AbbVie stock crumbled Friday after the drugmaker slashed its 2022 earnings outlook after taking an unexpected hit during the first quarter.
The company said it incurred an 8-cent per-share charge in the first quarter due to research and development costs and a milestone payment. Despite that, AbbVie earnings in the first quarter topped Wall Street's expectations by two pennies. Meanwhile, first-quarter sales came in light.
Mizuho Securities analyst Vamil Divan noted sales from several key medicines came in light. The list included blockbuster immunology drugs Humira and Rinvoq, as well as cancer drug Imbruvica and a migraine treatment called Ubrelvy.
"While we are fans of the AbbVie story, we expect today's results to pressure AbbVie shares as people digest several important products coming in below expectations ahead of next year's Humira loss of exclusivity," he said in a report to clients.
On today's stock market, AbbVie stock toppled 6% to 146.88.
AbbVie Stock: Revenue Misses Expectations
During the first quarter, adjusted AbbVie earnings climbed more than 9% to $3.16 per share. That beat analyst forecasts by 2 cents.
Sales widely missed expectations, however, at $13.54 billion. On a strict as-reported basis, sales rose 4.1%. Operationally, sales increased 5,4%.
First-quarter profit took an 8-cent hit due to an accounting change requested by the Securities and Exchange Commission. AbbVie passed that onto its 2022 guidance.
It now expects full-year profit in the range of $13.92-$14.12 a share. That was below AbbVie stock analysts' view for $14.16. The company didn't offer a sales outlook, though the Street expected $60.23 billion, a 7% increase.

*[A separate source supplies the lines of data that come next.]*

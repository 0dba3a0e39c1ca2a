//! CLI argument parsing with clap

use crate::config::Config;
use crate::locale::MonthLocale;
use clap::Parser;
use std::path::PathBuf;

/// Photo Organizer - sort pictures and media into a dated folder tree
///
/// Files are copied into <output>/<year>/<month>.<month name>/<subfolder>,
/// dated by the earlier of their creation and modification times.
/// Identical files are skipped; name clashes get a numeric suffix.
#[derive(Parser, Debug)]
#[command(name = "photo-organizer")]
#[command(author, version, about, long_about = None)]
#[command(propagate_version = true)]
pub struct Cli {
    /// Path to configuration file (TOML format)
    ///
    /// When specified, settings from the config file are used as defaults.
    /// CLI arguments will override config file settings.
    #[arg(short = 'C', long)]
    pub config: Option<PathBuf>,

    /// Input directories to scan for media files
    #[arg(short, long, num_args = 1..)]
    pub input: Option<Vec<PathBuf>>,

    /// Output directory for organized files
    #[arg(short, long)]
    pub output: Option<PathBuf>,

    /// Language of the month folder names
    #[arg(short, long, value_enum)]
    pub locale: Option<MonthLocale>,

    /// Write a JSON report of the run to this file
    #[arg(long)]
    pub report: Option<PathBuf>,

    /// Leave the copy time as modification time of copied files
    #[arg(long)]
    pub no_preserve_mtime: bool,

    /// Print a sample configuration file and exit
    #[arg(long)]
    pub print_sample_config: bool,

    /// Verbose output
    #[arg(short, long)]
    pub verbose: bool,

    /// Output log format as JSON
    #[arg(long)]
    pub json_log: bool,
}

impl Cli {
    /// Get config file name (without extension) for log naming
    pub fn config_name(&self) -> Option<String> {
        self.config.as_ref().and_then(|p| {
            p.file_stem()
                .and_then(|s| s.to_str())
                .map(|s| s.to_string())
        })
    }

    /// Merge CLI arguments with config from file
    /// CLI arguments take precedence over config file settings
    pub fn merge_with_config(&self, mut config: Config) -> Config {
        if let Some(ref inputs) = self.input {
            config.input_dirs = inputs.clone();
        }
        if let Some(ref output) = self.output {
            config.output_dir = output.clone();
        }
        if let Some(locale) = self.locale {
            config.month_locale = locale;
        }
        if let Some(ref report) = self.report {
            config.report_file = Some(report.clone());
        }
        if self.no_preserve_mtime {
            config.preserve_mtime = false;
        }
        if self.verbose {
            config.verbose = true;
        }

        config
    }

    /// Convert CLI arguments to Config (when no config file is used)
    pub fn to_config(&self) -> Config {
        self.merge_with_config(Config::default())
    }
}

Humira Sales Miss, Botox Mixed
Notably, several of AbbVie's key products underperformed in the first quarter. Its biggest product, Humira, came in shy with $4.74 billion, down almost 3%.
The company is leaning on Skyrizi and Rinvoq to make up for declining Humira sales in Europe as copycat drugs, known as biosimilars, there champ away at its market. Humira is also expected to face biosimilars in the U.S. next year. But the other immunology drugs were split as Skyrizi beat and Rinvoq missed estimates. Both grew by double digits to a respective $940 million and $465 million.
Imbruvica sales were also light at $1.17 billion, below AbbVie stock analysts' view for $1.22 billion, Piper Sandler analyst Christopher Raymond said in a report.
He also noted mixed Botox sales. As a therapeutic, Botox sales were short at $614 million, but as an aesthetic drug, Botox generated $641 million in sales and topped projections.